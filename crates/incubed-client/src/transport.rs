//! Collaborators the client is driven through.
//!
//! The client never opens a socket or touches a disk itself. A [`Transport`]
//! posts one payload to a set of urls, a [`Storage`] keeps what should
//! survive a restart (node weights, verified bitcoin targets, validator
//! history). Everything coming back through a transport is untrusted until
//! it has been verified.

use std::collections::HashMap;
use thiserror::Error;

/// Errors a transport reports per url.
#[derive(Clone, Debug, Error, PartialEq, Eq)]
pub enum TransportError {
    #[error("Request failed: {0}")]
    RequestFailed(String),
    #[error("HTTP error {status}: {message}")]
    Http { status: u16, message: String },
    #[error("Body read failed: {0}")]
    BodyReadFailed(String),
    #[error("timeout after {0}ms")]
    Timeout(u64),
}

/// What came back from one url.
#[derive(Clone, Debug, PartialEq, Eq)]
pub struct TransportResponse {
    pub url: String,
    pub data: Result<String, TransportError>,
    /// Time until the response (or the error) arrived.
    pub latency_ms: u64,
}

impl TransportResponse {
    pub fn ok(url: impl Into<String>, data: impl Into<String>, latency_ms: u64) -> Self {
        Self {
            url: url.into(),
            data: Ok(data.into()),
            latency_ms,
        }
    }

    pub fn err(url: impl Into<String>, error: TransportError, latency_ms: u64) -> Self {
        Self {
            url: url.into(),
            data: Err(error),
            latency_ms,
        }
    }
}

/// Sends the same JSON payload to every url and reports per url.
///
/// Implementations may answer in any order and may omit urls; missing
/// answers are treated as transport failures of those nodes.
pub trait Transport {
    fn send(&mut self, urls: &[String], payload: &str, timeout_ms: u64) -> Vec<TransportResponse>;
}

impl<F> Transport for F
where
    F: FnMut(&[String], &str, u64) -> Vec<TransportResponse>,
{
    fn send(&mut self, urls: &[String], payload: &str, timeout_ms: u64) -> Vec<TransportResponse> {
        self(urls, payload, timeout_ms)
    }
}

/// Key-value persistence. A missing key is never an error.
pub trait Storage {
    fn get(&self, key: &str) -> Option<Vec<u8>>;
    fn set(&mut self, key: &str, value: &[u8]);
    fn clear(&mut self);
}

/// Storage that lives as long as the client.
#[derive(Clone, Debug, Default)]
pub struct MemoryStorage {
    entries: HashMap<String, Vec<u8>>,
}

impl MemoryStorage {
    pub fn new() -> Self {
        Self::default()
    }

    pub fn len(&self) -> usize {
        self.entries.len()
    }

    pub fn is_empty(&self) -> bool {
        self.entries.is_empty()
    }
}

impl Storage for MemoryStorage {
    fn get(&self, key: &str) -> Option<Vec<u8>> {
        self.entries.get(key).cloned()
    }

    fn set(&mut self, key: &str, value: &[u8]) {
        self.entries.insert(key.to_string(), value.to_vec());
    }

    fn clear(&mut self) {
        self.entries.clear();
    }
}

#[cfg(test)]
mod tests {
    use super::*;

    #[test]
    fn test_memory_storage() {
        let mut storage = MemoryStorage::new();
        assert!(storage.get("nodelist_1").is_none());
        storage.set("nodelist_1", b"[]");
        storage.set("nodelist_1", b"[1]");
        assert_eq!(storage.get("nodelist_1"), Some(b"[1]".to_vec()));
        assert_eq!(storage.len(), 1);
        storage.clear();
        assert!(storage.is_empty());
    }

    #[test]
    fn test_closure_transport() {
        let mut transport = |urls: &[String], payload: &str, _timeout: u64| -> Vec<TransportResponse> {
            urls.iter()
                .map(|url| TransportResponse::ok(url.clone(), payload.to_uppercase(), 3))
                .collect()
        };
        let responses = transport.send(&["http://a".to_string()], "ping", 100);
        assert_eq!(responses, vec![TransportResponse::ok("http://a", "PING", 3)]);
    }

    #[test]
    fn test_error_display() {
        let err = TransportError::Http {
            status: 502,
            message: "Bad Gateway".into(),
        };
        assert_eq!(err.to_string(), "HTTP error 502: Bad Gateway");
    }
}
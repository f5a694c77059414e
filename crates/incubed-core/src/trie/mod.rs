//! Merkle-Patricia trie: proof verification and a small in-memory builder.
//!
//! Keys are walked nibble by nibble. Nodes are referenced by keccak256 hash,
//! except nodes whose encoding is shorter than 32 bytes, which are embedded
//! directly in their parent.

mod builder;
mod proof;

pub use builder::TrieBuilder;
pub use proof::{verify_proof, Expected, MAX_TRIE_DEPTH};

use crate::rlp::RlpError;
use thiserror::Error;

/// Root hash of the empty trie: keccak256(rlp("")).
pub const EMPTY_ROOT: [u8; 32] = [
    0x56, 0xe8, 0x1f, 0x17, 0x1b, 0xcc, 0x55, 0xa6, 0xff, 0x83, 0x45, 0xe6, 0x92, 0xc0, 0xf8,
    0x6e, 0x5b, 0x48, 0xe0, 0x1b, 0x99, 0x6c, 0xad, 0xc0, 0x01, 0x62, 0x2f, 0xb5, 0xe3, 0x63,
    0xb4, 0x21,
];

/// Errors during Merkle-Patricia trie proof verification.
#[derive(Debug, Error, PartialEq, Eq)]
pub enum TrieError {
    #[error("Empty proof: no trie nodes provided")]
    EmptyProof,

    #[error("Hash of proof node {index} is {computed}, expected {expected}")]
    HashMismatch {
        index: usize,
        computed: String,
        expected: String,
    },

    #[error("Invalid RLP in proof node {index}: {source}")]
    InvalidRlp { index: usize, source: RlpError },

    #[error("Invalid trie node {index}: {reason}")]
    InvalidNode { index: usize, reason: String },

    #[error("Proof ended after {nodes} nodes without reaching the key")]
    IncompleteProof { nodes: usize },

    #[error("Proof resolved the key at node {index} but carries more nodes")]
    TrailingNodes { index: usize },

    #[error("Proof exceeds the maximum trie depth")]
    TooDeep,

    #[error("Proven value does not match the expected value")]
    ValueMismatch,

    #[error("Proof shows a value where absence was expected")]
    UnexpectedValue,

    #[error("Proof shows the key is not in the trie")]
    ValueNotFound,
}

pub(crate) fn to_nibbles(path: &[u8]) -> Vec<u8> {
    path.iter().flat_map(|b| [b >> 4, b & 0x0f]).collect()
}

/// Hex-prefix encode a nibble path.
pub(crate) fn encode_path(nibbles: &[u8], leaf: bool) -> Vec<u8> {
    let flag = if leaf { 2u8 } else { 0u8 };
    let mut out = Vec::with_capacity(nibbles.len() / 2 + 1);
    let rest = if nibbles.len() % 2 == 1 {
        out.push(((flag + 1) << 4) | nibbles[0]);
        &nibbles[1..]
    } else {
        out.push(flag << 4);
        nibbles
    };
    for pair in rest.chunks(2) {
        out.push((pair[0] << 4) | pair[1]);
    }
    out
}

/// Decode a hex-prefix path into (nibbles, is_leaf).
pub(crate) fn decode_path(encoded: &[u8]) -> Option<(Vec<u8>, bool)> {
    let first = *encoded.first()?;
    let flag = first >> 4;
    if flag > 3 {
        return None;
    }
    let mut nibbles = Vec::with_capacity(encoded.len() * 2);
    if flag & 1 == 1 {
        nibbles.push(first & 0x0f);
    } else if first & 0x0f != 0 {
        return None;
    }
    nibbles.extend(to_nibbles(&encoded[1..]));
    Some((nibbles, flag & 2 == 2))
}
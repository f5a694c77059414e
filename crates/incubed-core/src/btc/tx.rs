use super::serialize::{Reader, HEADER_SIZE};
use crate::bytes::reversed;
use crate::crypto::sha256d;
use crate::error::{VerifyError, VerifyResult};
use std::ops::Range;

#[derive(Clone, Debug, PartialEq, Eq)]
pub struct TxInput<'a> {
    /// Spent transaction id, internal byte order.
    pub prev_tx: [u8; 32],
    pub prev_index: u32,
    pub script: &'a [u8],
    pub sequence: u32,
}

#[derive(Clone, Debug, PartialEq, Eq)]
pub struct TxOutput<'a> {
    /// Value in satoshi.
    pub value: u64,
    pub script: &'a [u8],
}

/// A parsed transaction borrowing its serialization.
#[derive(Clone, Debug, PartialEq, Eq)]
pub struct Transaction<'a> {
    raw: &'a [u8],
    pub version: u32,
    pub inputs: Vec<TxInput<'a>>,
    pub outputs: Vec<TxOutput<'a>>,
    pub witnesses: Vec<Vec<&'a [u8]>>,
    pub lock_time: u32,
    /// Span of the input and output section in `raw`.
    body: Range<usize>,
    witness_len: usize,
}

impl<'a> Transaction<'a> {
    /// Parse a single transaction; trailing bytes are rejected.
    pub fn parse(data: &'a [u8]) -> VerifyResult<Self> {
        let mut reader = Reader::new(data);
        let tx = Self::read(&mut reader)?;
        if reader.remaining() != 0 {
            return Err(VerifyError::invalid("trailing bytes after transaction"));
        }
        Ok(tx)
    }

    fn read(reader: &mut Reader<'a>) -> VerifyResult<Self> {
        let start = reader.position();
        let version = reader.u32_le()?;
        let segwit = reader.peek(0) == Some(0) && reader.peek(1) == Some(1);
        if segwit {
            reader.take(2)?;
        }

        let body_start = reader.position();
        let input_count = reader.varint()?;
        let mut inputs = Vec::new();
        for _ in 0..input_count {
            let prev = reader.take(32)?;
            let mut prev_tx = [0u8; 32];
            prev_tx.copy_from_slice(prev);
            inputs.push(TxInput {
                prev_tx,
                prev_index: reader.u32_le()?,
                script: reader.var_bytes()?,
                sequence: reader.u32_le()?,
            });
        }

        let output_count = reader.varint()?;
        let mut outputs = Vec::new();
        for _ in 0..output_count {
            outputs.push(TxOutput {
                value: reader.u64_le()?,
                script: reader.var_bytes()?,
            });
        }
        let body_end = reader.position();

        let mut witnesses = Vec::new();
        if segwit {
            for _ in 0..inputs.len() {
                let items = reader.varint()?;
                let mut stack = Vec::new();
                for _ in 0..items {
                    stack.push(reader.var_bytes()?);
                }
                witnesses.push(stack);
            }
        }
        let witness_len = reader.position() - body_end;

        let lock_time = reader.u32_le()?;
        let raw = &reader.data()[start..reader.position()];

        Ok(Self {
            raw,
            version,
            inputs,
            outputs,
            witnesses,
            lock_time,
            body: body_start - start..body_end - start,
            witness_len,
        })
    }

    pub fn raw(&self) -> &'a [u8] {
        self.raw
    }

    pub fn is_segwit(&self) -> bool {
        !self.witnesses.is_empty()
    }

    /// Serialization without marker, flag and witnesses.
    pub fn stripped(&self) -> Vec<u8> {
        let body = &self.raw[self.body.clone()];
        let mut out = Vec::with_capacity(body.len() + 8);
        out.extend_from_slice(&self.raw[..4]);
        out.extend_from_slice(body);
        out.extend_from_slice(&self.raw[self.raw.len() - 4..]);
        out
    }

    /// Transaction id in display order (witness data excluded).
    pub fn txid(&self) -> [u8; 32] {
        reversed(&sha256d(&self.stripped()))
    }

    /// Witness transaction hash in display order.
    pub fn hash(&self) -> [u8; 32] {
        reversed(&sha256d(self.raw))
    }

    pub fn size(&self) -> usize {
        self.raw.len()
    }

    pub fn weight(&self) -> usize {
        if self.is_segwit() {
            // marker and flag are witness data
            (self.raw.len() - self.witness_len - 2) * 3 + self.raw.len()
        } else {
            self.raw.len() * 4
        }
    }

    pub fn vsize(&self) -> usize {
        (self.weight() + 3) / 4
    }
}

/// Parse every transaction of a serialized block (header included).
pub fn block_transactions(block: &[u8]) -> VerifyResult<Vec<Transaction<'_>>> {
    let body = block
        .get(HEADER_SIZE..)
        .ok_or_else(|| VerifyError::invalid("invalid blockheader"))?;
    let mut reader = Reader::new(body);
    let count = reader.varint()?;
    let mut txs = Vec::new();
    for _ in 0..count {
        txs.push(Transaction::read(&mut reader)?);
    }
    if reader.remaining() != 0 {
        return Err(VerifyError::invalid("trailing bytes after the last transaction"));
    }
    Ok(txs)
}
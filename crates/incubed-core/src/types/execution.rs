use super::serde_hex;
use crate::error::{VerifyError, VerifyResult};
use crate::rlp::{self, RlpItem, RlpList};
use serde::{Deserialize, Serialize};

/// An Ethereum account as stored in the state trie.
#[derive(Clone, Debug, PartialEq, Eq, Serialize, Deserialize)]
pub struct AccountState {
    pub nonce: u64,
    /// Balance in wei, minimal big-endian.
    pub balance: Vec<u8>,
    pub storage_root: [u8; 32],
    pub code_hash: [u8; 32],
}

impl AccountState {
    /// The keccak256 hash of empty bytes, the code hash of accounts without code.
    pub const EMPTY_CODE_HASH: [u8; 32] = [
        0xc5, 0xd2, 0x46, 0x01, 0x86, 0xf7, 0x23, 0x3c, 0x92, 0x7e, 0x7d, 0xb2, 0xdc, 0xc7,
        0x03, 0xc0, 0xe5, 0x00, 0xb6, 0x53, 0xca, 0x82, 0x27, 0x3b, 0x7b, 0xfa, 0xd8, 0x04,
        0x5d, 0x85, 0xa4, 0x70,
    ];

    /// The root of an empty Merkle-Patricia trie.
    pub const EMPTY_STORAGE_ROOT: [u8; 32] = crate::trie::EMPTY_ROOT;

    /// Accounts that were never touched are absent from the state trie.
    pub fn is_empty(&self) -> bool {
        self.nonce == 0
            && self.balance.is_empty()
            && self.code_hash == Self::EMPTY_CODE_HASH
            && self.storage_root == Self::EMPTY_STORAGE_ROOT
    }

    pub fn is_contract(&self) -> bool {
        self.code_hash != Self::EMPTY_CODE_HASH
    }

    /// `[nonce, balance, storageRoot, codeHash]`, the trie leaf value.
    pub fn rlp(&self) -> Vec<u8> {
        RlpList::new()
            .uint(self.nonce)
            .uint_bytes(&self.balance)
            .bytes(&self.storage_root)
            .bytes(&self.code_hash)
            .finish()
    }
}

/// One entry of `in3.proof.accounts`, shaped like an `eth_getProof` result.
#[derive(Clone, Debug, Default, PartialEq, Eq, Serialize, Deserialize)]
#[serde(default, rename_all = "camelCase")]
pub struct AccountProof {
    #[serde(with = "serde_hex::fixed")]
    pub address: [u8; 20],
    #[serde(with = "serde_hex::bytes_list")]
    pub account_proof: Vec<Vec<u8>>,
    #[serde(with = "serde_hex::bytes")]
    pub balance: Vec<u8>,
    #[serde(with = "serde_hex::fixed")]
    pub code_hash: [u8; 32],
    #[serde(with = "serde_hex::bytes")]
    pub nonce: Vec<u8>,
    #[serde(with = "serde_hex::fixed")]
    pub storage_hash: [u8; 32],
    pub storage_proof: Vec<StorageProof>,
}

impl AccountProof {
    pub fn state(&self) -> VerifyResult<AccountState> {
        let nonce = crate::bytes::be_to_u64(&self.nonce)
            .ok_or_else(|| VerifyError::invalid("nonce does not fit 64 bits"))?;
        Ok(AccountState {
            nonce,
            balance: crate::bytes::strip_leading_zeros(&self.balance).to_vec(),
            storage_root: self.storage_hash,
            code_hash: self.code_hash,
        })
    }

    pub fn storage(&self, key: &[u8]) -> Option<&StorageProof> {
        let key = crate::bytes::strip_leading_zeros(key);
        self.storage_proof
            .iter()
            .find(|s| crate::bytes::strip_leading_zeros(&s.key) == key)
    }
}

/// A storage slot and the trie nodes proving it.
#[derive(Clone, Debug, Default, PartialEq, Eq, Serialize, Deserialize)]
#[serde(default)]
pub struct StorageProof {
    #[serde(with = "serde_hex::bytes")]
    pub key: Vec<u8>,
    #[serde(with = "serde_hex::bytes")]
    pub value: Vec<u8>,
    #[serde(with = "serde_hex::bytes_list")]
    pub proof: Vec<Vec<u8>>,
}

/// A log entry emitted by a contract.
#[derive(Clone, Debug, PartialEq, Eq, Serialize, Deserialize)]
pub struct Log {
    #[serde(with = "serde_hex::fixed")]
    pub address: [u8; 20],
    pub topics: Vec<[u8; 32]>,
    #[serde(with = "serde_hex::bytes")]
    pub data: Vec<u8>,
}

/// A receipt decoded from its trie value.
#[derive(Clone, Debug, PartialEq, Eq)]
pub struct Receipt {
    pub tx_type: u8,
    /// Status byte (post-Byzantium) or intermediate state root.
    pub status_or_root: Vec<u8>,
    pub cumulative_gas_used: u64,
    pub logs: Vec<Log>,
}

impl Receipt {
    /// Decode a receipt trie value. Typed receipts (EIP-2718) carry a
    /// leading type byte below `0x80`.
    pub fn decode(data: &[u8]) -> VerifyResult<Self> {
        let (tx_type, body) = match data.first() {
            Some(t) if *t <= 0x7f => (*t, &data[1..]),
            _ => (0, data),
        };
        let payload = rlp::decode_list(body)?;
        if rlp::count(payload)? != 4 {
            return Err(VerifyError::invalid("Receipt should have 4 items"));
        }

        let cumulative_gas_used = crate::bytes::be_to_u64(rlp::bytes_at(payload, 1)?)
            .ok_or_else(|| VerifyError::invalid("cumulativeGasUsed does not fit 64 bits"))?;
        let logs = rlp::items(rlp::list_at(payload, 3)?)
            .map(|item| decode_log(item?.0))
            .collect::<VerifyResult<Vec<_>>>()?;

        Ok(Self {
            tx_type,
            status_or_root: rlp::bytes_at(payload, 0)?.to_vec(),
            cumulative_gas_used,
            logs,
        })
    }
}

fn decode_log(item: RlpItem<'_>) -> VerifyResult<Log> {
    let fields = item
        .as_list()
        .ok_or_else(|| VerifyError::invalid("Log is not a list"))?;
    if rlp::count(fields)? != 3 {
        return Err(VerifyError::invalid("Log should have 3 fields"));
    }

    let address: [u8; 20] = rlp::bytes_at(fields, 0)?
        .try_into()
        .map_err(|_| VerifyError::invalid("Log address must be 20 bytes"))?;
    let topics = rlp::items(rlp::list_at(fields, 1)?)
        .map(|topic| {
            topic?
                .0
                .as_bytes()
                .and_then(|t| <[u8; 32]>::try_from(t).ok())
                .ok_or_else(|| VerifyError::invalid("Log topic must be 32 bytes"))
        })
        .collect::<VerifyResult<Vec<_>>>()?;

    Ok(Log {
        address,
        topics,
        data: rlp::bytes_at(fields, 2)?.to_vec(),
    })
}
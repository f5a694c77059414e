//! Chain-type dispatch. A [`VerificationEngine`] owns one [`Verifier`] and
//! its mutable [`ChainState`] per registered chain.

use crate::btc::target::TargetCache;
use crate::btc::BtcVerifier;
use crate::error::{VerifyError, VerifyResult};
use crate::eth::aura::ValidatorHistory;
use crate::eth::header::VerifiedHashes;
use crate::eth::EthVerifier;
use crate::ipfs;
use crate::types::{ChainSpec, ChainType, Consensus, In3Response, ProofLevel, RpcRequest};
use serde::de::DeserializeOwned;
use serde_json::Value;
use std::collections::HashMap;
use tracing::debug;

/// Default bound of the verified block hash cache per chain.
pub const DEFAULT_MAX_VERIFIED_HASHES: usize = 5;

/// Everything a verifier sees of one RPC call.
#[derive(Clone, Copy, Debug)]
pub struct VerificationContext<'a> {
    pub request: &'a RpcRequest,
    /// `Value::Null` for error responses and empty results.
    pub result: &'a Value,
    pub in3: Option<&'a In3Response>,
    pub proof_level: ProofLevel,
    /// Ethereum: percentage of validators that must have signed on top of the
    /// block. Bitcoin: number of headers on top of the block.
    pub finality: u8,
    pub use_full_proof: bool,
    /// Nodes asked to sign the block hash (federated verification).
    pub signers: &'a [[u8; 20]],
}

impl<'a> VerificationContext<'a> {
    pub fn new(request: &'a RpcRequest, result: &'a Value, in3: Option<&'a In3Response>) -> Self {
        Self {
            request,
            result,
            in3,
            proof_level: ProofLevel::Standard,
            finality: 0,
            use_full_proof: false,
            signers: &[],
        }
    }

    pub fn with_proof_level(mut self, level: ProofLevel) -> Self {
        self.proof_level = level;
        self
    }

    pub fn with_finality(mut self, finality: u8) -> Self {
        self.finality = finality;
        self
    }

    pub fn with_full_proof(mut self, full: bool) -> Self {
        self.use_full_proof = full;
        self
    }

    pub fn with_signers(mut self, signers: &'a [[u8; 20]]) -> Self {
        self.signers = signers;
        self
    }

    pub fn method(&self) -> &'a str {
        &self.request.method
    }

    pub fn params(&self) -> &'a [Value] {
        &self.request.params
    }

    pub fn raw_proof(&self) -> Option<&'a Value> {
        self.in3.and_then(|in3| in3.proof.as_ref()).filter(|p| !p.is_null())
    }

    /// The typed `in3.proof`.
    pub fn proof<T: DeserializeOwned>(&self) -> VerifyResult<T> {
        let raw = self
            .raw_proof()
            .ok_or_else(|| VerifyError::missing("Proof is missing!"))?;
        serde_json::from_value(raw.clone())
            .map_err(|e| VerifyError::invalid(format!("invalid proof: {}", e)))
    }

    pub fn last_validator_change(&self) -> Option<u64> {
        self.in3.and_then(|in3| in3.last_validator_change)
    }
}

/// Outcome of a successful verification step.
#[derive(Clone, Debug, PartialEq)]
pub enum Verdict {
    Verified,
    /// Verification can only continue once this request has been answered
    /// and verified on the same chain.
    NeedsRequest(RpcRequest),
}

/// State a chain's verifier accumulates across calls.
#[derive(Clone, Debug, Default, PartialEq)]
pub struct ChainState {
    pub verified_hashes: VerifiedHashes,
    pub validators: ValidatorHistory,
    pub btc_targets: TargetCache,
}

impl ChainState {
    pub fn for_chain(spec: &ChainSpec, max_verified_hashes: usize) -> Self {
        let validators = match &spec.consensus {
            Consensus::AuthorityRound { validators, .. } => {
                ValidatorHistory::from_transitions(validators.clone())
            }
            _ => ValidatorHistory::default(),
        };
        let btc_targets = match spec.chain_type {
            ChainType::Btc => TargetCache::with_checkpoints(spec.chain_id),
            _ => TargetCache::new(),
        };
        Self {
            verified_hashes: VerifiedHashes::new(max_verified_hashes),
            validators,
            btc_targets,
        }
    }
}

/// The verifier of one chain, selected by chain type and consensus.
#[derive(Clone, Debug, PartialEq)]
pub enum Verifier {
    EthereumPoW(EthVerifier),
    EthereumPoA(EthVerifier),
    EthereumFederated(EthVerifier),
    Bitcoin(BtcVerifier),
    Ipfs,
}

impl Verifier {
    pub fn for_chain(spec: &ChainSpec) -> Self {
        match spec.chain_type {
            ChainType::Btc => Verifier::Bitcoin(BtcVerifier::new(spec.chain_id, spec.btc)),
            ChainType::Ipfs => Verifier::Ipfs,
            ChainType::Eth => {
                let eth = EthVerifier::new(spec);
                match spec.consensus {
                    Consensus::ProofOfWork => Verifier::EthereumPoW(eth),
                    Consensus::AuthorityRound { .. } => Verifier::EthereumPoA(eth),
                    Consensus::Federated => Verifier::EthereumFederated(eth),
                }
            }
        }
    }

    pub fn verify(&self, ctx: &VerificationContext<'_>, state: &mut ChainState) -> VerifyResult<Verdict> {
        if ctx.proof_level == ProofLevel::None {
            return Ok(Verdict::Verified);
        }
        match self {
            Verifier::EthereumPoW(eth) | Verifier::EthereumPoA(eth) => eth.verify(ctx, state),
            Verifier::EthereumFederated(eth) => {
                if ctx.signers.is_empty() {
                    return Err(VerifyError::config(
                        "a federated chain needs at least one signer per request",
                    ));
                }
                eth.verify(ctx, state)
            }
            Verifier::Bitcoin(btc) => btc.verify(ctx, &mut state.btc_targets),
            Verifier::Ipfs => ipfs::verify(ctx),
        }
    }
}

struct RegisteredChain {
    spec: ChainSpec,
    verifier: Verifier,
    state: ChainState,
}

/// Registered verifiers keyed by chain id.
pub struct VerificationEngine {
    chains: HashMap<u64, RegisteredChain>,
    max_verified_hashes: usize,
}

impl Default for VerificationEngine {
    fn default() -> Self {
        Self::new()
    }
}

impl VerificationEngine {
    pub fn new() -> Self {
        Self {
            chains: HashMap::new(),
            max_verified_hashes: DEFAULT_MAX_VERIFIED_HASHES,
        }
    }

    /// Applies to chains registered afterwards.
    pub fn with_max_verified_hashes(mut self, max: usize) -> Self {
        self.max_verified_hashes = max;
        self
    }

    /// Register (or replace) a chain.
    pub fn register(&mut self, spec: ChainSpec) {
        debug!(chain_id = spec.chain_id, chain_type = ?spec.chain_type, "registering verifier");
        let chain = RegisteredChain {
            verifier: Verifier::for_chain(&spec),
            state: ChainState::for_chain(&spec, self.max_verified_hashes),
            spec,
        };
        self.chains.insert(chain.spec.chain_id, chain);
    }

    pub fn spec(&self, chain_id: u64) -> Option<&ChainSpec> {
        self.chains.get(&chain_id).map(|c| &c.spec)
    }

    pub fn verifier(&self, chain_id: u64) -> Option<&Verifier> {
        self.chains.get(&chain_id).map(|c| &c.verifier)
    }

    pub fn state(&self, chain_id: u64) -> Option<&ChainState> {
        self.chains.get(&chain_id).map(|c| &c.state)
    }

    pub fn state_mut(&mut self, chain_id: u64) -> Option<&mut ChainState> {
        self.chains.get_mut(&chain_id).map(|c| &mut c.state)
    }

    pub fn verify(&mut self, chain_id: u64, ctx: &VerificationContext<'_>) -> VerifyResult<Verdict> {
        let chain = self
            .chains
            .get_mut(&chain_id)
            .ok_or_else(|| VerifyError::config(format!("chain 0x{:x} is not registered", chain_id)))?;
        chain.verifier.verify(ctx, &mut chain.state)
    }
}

* * * * * * *

What is being asked: Begin at the top of the records above and quote each line exactly, ending with the line that contains "has been verified.".

Output:
filename crates/incubed-client/src/transport.rs
//! Collaborators the client is driven through.
//!
//! The client never opens a socket or touches a disk itself. A [`Transport`]
//! posts one payload to a set of urls, a [`Storage`] keeps what should
//! survive a restart (node weights, verified bitcoin targets, validator
//! history). Everything coming back through a transport is untrusted until
//! it has been verified.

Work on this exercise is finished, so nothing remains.